_YOUR ASSIGNMENT:_ Filter the records below and copy every line containing the word "same".
--- START ---
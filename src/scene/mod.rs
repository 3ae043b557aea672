//! Scene configuration and built-in scenes.

mod config;
mod presets;

pub use config::{Backdrop, DirectionalLight, SceneConfig};
pub use presets::Preset;
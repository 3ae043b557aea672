//! Progressive accumulation buffer and tone mapping.

use rayon::prelude::*;

use crate::util::{UVec2, Vec2, Vec3};

/// Running radiance sum of one pixel.
#[derive(Clone, Copy, Debug, Default, PartialEq)]
pub struct Texel {
    pub sum: Vec3,
    pub count: u32,
}

/// Display curve applied by [`AccumulationBuffer::tone_map`].
#[derive(Clone, Copy, Debug, PartialEq)]
pub struct ToneMap {
    pub exposure: f32,
    pub vignette_strength: f32,
    pub vignette_radius: f32,
    pub vignette_center: Vec2,
}

impl Default for ToneMap {
    fn default() -> Self {
        Self {
            exposure: 3.0,
            vignette_strength: 0.9,
            vignette_radius: 0.0,
            vignette_center: Vec2::splat(0.5),
        }
    }
}

impl ToneMap {
    /// Vignette attenuation at normalized image position `uv`, never negative.
    #[inline]
    pub fn darken(&self, uv: Vec2) -> f32 {
        let dist = uv.distance(self.vignette_center);
        (1.0 - self.vignette_strength * (dist - self.vignette_radius).max(0.0)).max(0.0)
    }
}

/// Tone-mapped frame, row-major from the top-left, channels in [0, 1].
#[derive(Clone, Debug, PartialEq)]
pub struct Image {
    pub width: u32,
    pub height: u32,
    pub pixels: Vec<Vec3>,
}

impl Image {
    #[inline]
    pub fn pixel(&self, x: u32, y: u32) -> Vec3 {
        self.pixels[(y * self.width + x) as usize]
    }

    /// Interleaved 8-bit RGB.
    pub fn to_rgb8(&self) -> Vec<u8> {
        self.pixels
            .iter()
            .flat_map(|p| {
                let c = (p.clamp(Vec3::ZERO, Vec3::ONE) * 255.0).round();
                [c.x as u8, c.y as u8, c.z as u8]
            })
            .collect()
    }

    /// Mean absolute per-channel difference to another frame of the same size.
    pub fn mean_abs_diff(&self, other: &Image) -> f32 {
        if self.pixels.is_empty() || self.pixels.len() != other.pixels.len() {
            return 0.0;
        }
        let total: f32 = self
            .pixels
            .iter()
            .zip(&other.pixels)
            .map(|(a, b)| (*a - *b).abs().element_sum())
            .sum();
        total / (3 * self.pixels.len()) as f32
    }
}

/// Per-pixel radiance sums and sample counts.
#[derive(Clone, Debug)]
pub struct AccumulationBuffer {
    width: u32,
    height: u32,
    texels: Vec<Texel>,
    passes: u64,
}

impl AccumulationBuffer {
    pub fn new(width: u32, height: u32) -> Self {
        let width = width.max(1);
        let height = height.max(1);
        Self {
            width,
            height,
            texels: vec![Texel::default(); (width * height) as usize],
            passes: 0,
        }
    }

    #[inline]
    pub fn width(&self) -> u32 {
        self.width
    }

    #[inline]
    pub fn height(&self) -> u32 {
        self.height
    }

    #[inline]
    pub fn resolution(&self) -> UVec2 {
        UVec2::new(self.width, self.height)
    }

    /// Completed passes since the last reset.
    #[inline]
    pub fn passes(&self) -> u64 {
        self.passes
    }

    #[inline]
    pub fn texel(&self, x: u32, y: u32) -> Texel {
        self.texels[(y * self.width + x) as usize]
    }

    /// Zero every sum and count.
    pub fn reset(&mut self) {
        self.texels.fill(Texel::default());
        self.passes = 0;
    }

    /// Run one sample per pixel, rows in parallel.
    ///
    /// `sample(pixel, pass)` must be independent per pixel; it never sees another
    /// pixel's slot.
    #[tracing::instrument(level = "debug", skip_all, fields(w = self.width, h = self.height, pass = self.passes))]
    pub fn add_pass<F>(&mut self, sample: F)
    where
        F: Fn(UVec2, u64) -> Vec3 + Sync,
    {
        let pass = self.passes;
        let width = self.width as usize;
        self.texels
            .par_chunks_mut(width)
            .enumerate()
            .for_each(|(y, row)| {
                for (x, texel) in row.iter_mut().enumerate() {
                    let radiance = sample(UVec2::new(x as u32, y as u32), pass);
                    texel.sum += radiance;
                    texel.count += 1;
                }
            });
        self.passes += 1;
    }

    /// Tone map into a displayable image without touching the sums.
    pub fn tone_map(&self, params: &ToneMap) -> Image {
        let w = self.width as f32;
        let h = self.height as f32;
        let pixels = self
            .texels
            .par_iter()
            .enumerate()
            .map(|(i, t)| {
                if t.count == 0 {
                    return Vec3::ZERO;
                }
                let x = (i as u32 % self.width) as f32;
                let y = (i as u32 / self.width) as f32;
                let darken = params.darken(Vec2::new(x / w, y / h));
                let scaled = t.sum * (darken * params.exposure / t.count as f32);
                scaled.max(Vec3::ZERO).powf(0.5).min(Vec3::ONE)
            })
            .collect();
        Image {
            width: self.width,
            height: self.height,
            pixels,
        }
    }
}

#[cfg(test)]
mod tests {
    use super::*;

    fn flat() -> ToneMap {
        ToneMap {
            exposure: 1.0,
            vignette_strength: 0.0,
            ..ToneMap::default()
        }
    }

    #[test]
    fn test_empty_buffer_is_black() {
        let buf = AccumulationBuffer::new(4, 3);
        let img = buf.tone_map(&ToneMap::default());
        assert_eq!(img.pixels.len(), 12);
        assert!(img.pixels.iter().all(|p| *p == Vec3::ZERO));
    }

    #[test]
    fn test_pass_counts_and_average() {
        let mut buf = AccumulationBuffer::new(3, 2);
        buf.add_pass(|_, _| Vec3::splat(0.16));
        buf.add_pass(|_, _| Vec3::splat(0.34));
        assert_eq!(buf.passes(), 2);
        let t = buf.texel(2, 1);
        assert_eq!(t.count, 2);

        let img = buf.tone_map(&flat());
        // sqrt(mean) = sqrt(0.25)
        assert!((img.pixel(1, 1).x - 0.5).abs() < 1e-5);
    }

    #[test]
    fn test_each_pixel_gets_its_own_sample() {
        let mut buf = AccumulationBuffer::new(5, 4);
        buf.add_pass(|p, _| Vec3::new(p.x as f32, p.y as f32, 0.0));
        assert_eq!(buf.texel(3, 2).sum, Vec3::new(3.0, 2.0, 0.0));
        assert_eq!(buf.texel(0, 3).sum, Vec3::new(0.0, 3.0, 0.0));
    }

    #[test]
    fn test_tone_map_does_not_mutate() {
        let mut buf = AccumulationBuffer::new(2, 2);
        buf.add_pass(|_, _| Vec3::ONE);
        let before = buf.texel(1, 1);
        let a = buf.tone_map(&ToneMap::default());
        let b = buf.tone_map(&ToneMap::default());
        assert_eq!(a, b);
        assert_eq!(buf.texel(1, 1), before);
        assert_eq!(buf.passes(), 1);
    }

    #[test]
    fn test_reset_zeroes() {
        let mut buf = AccumulationBuffer::new(2, 2);
        buf.add_pass(|_, _| Vec3::ONE);
        buf.reset();
        assert_eq!(buf.passes(), 0);
        assert_eq!(buf.texel(0, 0), Texel::default());
    }

    #[test]
    fn test_vignette_never_negative() {
        let tm = ToneMap {
            vignette_strength: 10.0,
            ..ToneMap::default()
        };
        assert_eq!(tm.darken(Vec2::ZERO), 0.0);
        assert_eq!(tm.darken(Vec2::splat(0.5)), 1.0);
    }

    #[test]
    fn test_rgb8_clamps() {
        let img = Image {
            width: 2,
            height: 1,
            pixels: vec![Vec3::new(2.0, -1.0, 0.5), Vec3::ONE],
        };
        assert_eq!(img.to_rgb8(), vec![255, 0, 128, 255, 255, 255]);
    }
}
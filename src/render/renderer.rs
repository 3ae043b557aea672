//! Renderer facade tying grid, camera, config and accumulation together.

use std::sync::Arc;
use std::time::{Duration, Instant};

use super::{AccumulationBuffer, Image, SppController, TraceContext};
use crate::grid::{Material, SharedGrid};
use crate::persist::{self, Snapshot};
use crate::scene::SceneConfig;
use crate::trace::{self, Camera};
use crate::util::{IVec3, Result, UVec2, Vec3};

/// Timing of one adaptive frame.
#[derive(Debug, Clone, Copy, PartialEq)]
pub struct FrameStats {
    /// Passes run this frame.
    pub spp: u32,
    pub elapsed: Duration,
    /// Samples per pixel accumulated so far.
    pub total_samples: u64,
    /// Passes the controller wants for the next frame.
    pub next_spp: u32,
}

/// Progressive path tracer over a [`SharedGrid`].
///
/// Accumulated samples are thrown away whenever the grid version, the camera, the
/// configuration or the highlighted cell changes.
pub struct Renderer {
    grid: Arc<SharedGrid>,
    camera: Camera,
    config: SceneConfig,
    highlight: Option<IVec3>,
    buffer: AccumulationBuffer,
    /// Grid version the buffer's samples were traced against.
    seen_version: u64,
}

impl Renderer {
    pub fn new(grid: Arc<SharedGrid>, width: u32, height: u32) -> Self {
        let seen_version = grid.version();
        Self {
            grid,
            camera: Camera::default(),
            config: SceneConfig::default(),
            highlight: None,
            buffer: AccumulationBuffer::new(width, height),
            seen_version,
        }
    }

    pub fn with_camera(mut self, camera: Camera) -> Self {
        self.set_camera(camera);
        self
    }

    pub fn with_config(mut self, config: SceneConfig) -> Self {
        self.set_config(config);
        self
    }

    #[inline]
    pub fn grid(&self) -> &Arc<SharedGrid> {
        &self.grid
    }

    #[inline]
    pub fn camera(&self) -> &Camera {
        &self.camera
    }

    #[inline]
    pub fn config(&self) -> &SceneConfig {
        &self.config
    }

    #[inline]
    pub fn highlight(&self) -> Option<IVec3> {
        self.highlight
    }

    #[inline]
    pub fn resolution(&self) -> UVec2 {
        self.buffer.resolution()
    }

    /// Samples per pixel accumulated since the last reset.
    #[inline]
    pub fn samples(&self) -> u64 {
        self.buffer.passes()
    }

    #[inline]
    pub fn buffer(&self) -> &AccumulationBuffer {
        &self.buffer
    }

    pub fn set_camera(&mut self, camera: Camera) {
        if camera != self.camera {
            self.camera = camera;
            self.reset_framebuffer();
        }
    }

    /// Replace the configuration. Values are clamped into range first.
    pub fn set_config(&mut self, config: SceneConfig) {
        let config = config.sanitized();
        if config != self.config {
            self.config = config;
            self.reset_framebuffer();
        }
    }

    /// Cell to draw highlighted, typically the one under the cursor.
    pub fn set_highlight(&mut self, cell: Option<IVec3>) {
        if cell != self.highlight {
            self.highlight = cell;
            self.reset_framebuffer();
        }
    }

    /// Change the output size; drops accumulated samples.
    pub fn resize(&mut self, width: u32, height: u32) {
        if UVec2::new(width, height) != self.buffer.resolution() {
            self.buffer = AccumulationBuffer::new(width, height);
        }
    }

    pub fn reset_framebuffer(&mut self) {
        self.buffer.reset();
    }

    /// Reset if the grid was edited since the last pass.
    fn sync_grid_version(&mut self) {
        let version = self.grid.version();
        if version != self.seen_version {
            tracing::debug!(from = self.seen_version, to = version, "grid edited, resetting");
            self.seen_version = version;
            self.buffer.reset();
        }
    }

    /// Run exactly one sample pass over every pixel.
    pub fn accumulate(&mut self) {
        self.sync_grid_version();
        let grid = self.grid.read();
        let ctx = TraceContext::new(&grid, &self.config).with_highlight(self.highlight);
        let camera = self.camera;
        let res = self.buffer.resolution();
        self.buffer
            .add_pass(|pixel, pass| ctx.sample_pixel(&camera, res, pixel, pass));
    }

    /// Tone-mapped view of the accumulated samples.
    pub fn fetch_image(&self) -> Image {
        self.buffer.tone_map(&self.config.tone_map())
    }

    /// One frame of the adaptive loop: run `controller.spp()` passes, then feed the
    /// measured time back to the controller.
    #[tracing::instrument(skip_all, fields(spp = controller.spp()))]
    pub fn render_frame(&mut self, controller: &mut SppController) -> FrameStats {
        let spp = controller.spp();
        let start = Instant::now();
        for _ in 0..spp {
            self.accumulate();
        }
        let elapsed = start.elapsed();
        let next_spp = controller.update(elapsed);
        FrameStats {
            spp,
            elapsed,
            total_samples: self.samples(),
            next_spp,
        }
    }

    /// Pick the cell under `pixel`; see [`trace::raycast_voxel_grid`].
    pub fn raycast_voxel_grid(&self, pixel: UVec2, solid: bool) -> Option<IVec3> {
        let grid = self.grid.read();
        trace::raycast_voxel_grid(&grid, &self.camera, self.buffer.resolution(), pixel, solid)
    }

    pub fn set_voxel(&mut self, cell: IVec3, material: Material, color: Vec3) {
        self.grid.set_voxel(cell, material, color);
        self.sync_grid_version();
    }

    pub fn delete_voxel(&mut self, cell: IVec3) {
        self.grid.delete_voxel(cell);
        self.sync_grid_version();
    }

    pub fn set_voxel_color(&mut self, cell: IVec3, color: Vec3) {
        self.grid.set_voxel_color(cell, color);
        self.sync_grid_version();
    }

    pub fn get_voxel_color(&self, cell: IVec3) -> Vec3 {
        self.grid.get_voxel_color(cell)
    }

    /// Encode the current grid.
    pub fn save_snapshot(&self) -> Result<Vec<u8>> {
        persist::save(&self.grid.read())
    }

    /// Replace the grid from a blob and reset accumulation.
    ///
    /// A blob that fails to decode or does not fit the grid changes nothing.
    pub fn load_snapshot(&mut self, blob: &[u8]) -> Result<()> {
        let snapshot = Snapshot::decode(blob)?;
        self.grid.try_edit(|grid| snapshot.apply(grid))?;
        self.sync_grid_version();
        tracing::info!(voxels = self.grid.read().non_empty_count(), "snapshot loaded");
        Ok(())
    }
}

#[cfg(test)]
mod tests {
    use super::*;
    use crate::grid::VoxelGrid;

    fn small() -> Renderer {
        let shared = Arc::new(SharedGrid::new(VoxelGrid::new(16, 1.0 / 16.0)));
        shared.set_voxel(IVec3::ZERO, Material::Diffuse, Vec3::ONE);
        let camera = Camera::new(Vec3::new(0.3, 0.4, 0.8), Vec3::splat(1.0 / 32.0));
        Renderer::new(shared, 8, 6).with_camera(camera)
    }

    #[test]
    fn test_samples_count_up_and_reset() {
        let mut r = small();
        assert_eq!(r.samples(), 0);
        r.accumulate();
        r.accumulate();
        assert_eq!(r.samples(), 2);
        r.reset_framebuffer();
        assert_eq!(r.samples(), 0);
    }

    #[test]
    fn test_changes_reset_accumulation() {
        let mut r = small();
        r.accumulate();
        r.set_camera(*r.camera());
        assert_eq!(r.samples(), 1, "same camera keeps samples");

        let mut cam = *r.camera();
        cam.position.x += 0.1;
        r.set_camera(cam);
        assert_eq!(r.samples(), 0);

        r.accumulate();
        r.set_voxel(IVec3::new(1, 0, 0), Material::Diffuse, Vec3::ONE);
        assert_eq!(r.samples(), 0);

        r.accumulate();
        // Edits through another handle are noticed on the next pass
        r.grid().clone().delete_voxel(IVec3::new(1, 0, 0));
        r.accumulate();
        assert_eq!(r.samples(), 1);

        r.set_highlight(Some(IVec3::ZERO));
        assert_eq!(r.samples(), 0);

        r.accumulate();
        let config = SceneConfig {
            exposure: 5.0,
            ..*r.config()
        };
        r.set_config(config);
        assert_eq!(r.samples(), 0);
    }

    #[test]
    fn test_failed_load_keeps_samples() {
        let mut r = small();
        r.accumulate();
        assert!(r.load_snapshot(b"garbage").is_err());
        assert_eq!(r.samples(), 1);

        let other = VoxelGrid::new(32, 0.1);
        let blob = persist::save(&other).unwrap();
        assert!(r.load_snapshot(&blob).is_err());
        assert_eq!(r.samples(), 1);
        assert_eq!(r.grid().read().non_empty_count(), 1);
    }

    #[test]
    fn test_successful_load_resets() {
        let mut r = small();
        let blob = r.save_snapshot().unwrap();
        r.delete_voxel(IVec3::ZERO);
        r.accumulate();
        r.load_snapshot(&blob).unwrap();
        assert_eq!(r.samples(), 0);
        assert_eq!(r.grid().read().material(IVec3::ZERO), Material::Diffuse);
    }

    #[test]
    fn test_render_frame_runs_spp_passes() {
        let mut r = small();
        let mut ctl = SppController::new(1.0);
        let stats = r.render_frame(&mut ctl);
        assert_eq!(stats.spp, 1);
        assert_eq!(stats.total_samples, 1);
        let stats = r.render_frame(&mut ctl);
        assert_eq!(stats.total_samples, 1 + stats.spp as u64);
    }
}
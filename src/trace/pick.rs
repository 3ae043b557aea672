//! Single-ray voxel picking for interactive edits.

use super::{dda_traverse, Camera};
use crate::grid::VoxelGrid;
use crate::util::{IVec3, UVec2};

/// Cast the pixel-center ray of `pixel` into the grid.
///
/// With `solid` the occupied cell that was hit is returned; otherwise the empty cell
/// in front of it, where a new voxel would sit against the surface. `None` when
/// nothing is hit or the empty cell lies outside the domain.
pub fn raycast_voxel_grid(
    grid: &VoxelGrid,
    camera: &Camera,
    resolution: UVec2,
    pixel: UVec2,
    solid: bool,
) -> Option<IVec3> {
    let ray = camera.center_ray(pixel, resolution);
    let hit = dda_traverse(ray.origin, ray.dir, grid);
    if !hit.hit {
        return None;
    }
    if solid {
        Some(hit.voxel)
    } else {
        grid.in_domain(hit.previous).then_some(hit.previous)
    }
}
--- END ---
_EXERCISE RESPONSE:_
    /// Mean absolute per-channel difference to another frame of the same size.
        assert_eq!(r.samples(), 1, "same camera keeps samples");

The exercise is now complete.